#### Data for review ####

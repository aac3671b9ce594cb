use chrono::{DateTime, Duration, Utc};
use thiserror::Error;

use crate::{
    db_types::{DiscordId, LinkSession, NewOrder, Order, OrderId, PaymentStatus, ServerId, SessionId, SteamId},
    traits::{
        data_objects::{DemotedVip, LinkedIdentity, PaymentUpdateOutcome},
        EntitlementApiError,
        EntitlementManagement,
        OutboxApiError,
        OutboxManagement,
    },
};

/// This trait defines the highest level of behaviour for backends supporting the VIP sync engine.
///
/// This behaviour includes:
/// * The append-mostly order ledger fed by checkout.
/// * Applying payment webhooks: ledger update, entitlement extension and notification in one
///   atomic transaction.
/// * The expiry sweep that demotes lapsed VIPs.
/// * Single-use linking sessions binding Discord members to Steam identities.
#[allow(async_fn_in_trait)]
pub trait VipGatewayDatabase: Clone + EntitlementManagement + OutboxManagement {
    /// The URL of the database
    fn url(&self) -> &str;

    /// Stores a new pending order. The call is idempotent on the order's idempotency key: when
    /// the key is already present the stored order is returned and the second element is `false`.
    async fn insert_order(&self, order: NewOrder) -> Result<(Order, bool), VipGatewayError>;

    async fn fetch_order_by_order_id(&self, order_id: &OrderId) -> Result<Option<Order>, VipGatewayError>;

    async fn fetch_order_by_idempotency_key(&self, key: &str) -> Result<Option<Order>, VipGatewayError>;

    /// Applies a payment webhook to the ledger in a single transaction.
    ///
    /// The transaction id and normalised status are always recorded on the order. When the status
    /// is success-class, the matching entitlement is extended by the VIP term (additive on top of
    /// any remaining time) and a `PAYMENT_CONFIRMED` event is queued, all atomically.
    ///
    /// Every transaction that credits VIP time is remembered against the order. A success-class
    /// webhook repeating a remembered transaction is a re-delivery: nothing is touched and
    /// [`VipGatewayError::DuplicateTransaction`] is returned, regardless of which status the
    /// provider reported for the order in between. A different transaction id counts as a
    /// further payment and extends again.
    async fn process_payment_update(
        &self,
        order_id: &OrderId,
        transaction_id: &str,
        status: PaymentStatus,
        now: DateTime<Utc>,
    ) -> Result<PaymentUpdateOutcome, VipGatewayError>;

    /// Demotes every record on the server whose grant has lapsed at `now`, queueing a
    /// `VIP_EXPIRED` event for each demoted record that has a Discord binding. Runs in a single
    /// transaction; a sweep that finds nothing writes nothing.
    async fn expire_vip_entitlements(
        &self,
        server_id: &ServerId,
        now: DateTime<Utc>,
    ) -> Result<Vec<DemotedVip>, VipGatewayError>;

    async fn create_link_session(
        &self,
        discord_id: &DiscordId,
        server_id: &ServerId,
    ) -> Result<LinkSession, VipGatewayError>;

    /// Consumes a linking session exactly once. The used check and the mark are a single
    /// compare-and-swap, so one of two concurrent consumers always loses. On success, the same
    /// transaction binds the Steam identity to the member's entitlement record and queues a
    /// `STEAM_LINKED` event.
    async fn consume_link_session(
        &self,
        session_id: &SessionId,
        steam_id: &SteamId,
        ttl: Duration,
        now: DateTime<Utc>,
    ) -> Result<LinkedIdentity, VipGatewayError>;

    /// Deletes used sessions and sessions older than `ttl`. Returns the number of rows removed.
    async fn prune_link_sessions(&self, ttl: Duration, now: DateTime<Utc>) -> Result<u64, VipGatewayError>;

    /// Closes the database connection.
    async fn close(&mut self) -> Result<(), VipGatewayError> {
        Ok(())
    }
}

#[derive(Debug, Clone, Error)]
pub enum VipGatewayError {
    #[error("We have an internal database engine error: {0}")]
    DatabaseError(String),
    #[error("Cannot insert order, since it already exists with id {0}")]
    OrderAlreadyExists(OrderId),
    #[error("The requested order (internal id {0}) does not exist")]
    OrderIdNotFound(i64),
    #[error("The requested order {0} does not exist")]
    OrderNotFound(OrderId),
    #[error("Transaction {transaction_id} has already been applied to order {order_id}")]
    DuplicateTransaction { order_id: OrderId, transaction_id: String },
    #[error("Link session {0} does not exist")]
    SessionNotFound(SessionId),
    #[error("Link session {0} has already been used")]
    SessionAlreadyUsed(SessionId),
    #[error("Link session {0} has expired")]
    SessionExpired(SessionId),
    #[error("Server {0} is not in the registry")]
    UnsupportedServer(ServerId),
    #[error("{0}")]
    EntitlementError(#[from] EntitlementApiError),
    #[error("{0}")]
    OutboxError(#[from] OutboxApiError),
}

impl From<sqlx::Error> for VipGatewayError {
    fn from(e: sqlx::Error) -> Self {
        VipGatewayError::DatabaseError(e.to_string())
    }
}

####

Retype only this range exactly: the first line of the data through the line where "fn url(&self) -> &str;" appears.

Written response »
repository aac3671b9ce594cb
use chrono::{DateTime, Duration, Utc};
use thiserror::Error;

use crate::{
    db_types::{DiscordId, LinkSession, NewOrder, Order, OrderId, PaymentStatus, ServerId, SessionId, SteamId},
    traits::{
        data_objects::{DemotedVip, LinkedIdentity, PaymentUpdateOutcome},
        EntitlementApiError,
        EntitlementManagement,
        OutboxApiError,
        OutboxManagement,
    },
};

/// This trait defines the highest level of behaviour for backends supporting the VIP sync engine.
///
/// This behaviour includes:
/// * The append-mostly order ledger fed by checkout.
/// * Applying payment webhooks: ledger update, entitlement extension and notification in one
///   atomic transaction.
/// * The expiry sweep that demotes lapsed VIPs.
/// * Single-use linking sessions binding Discord members to Steam identities.
#[allow(async_fn_in_trait)]
pub trait VipGatewayDatabase: Clone + EntitlementManagement + OutboxManagement {
    /// The URL of the database
    fn url(&self) -> &str;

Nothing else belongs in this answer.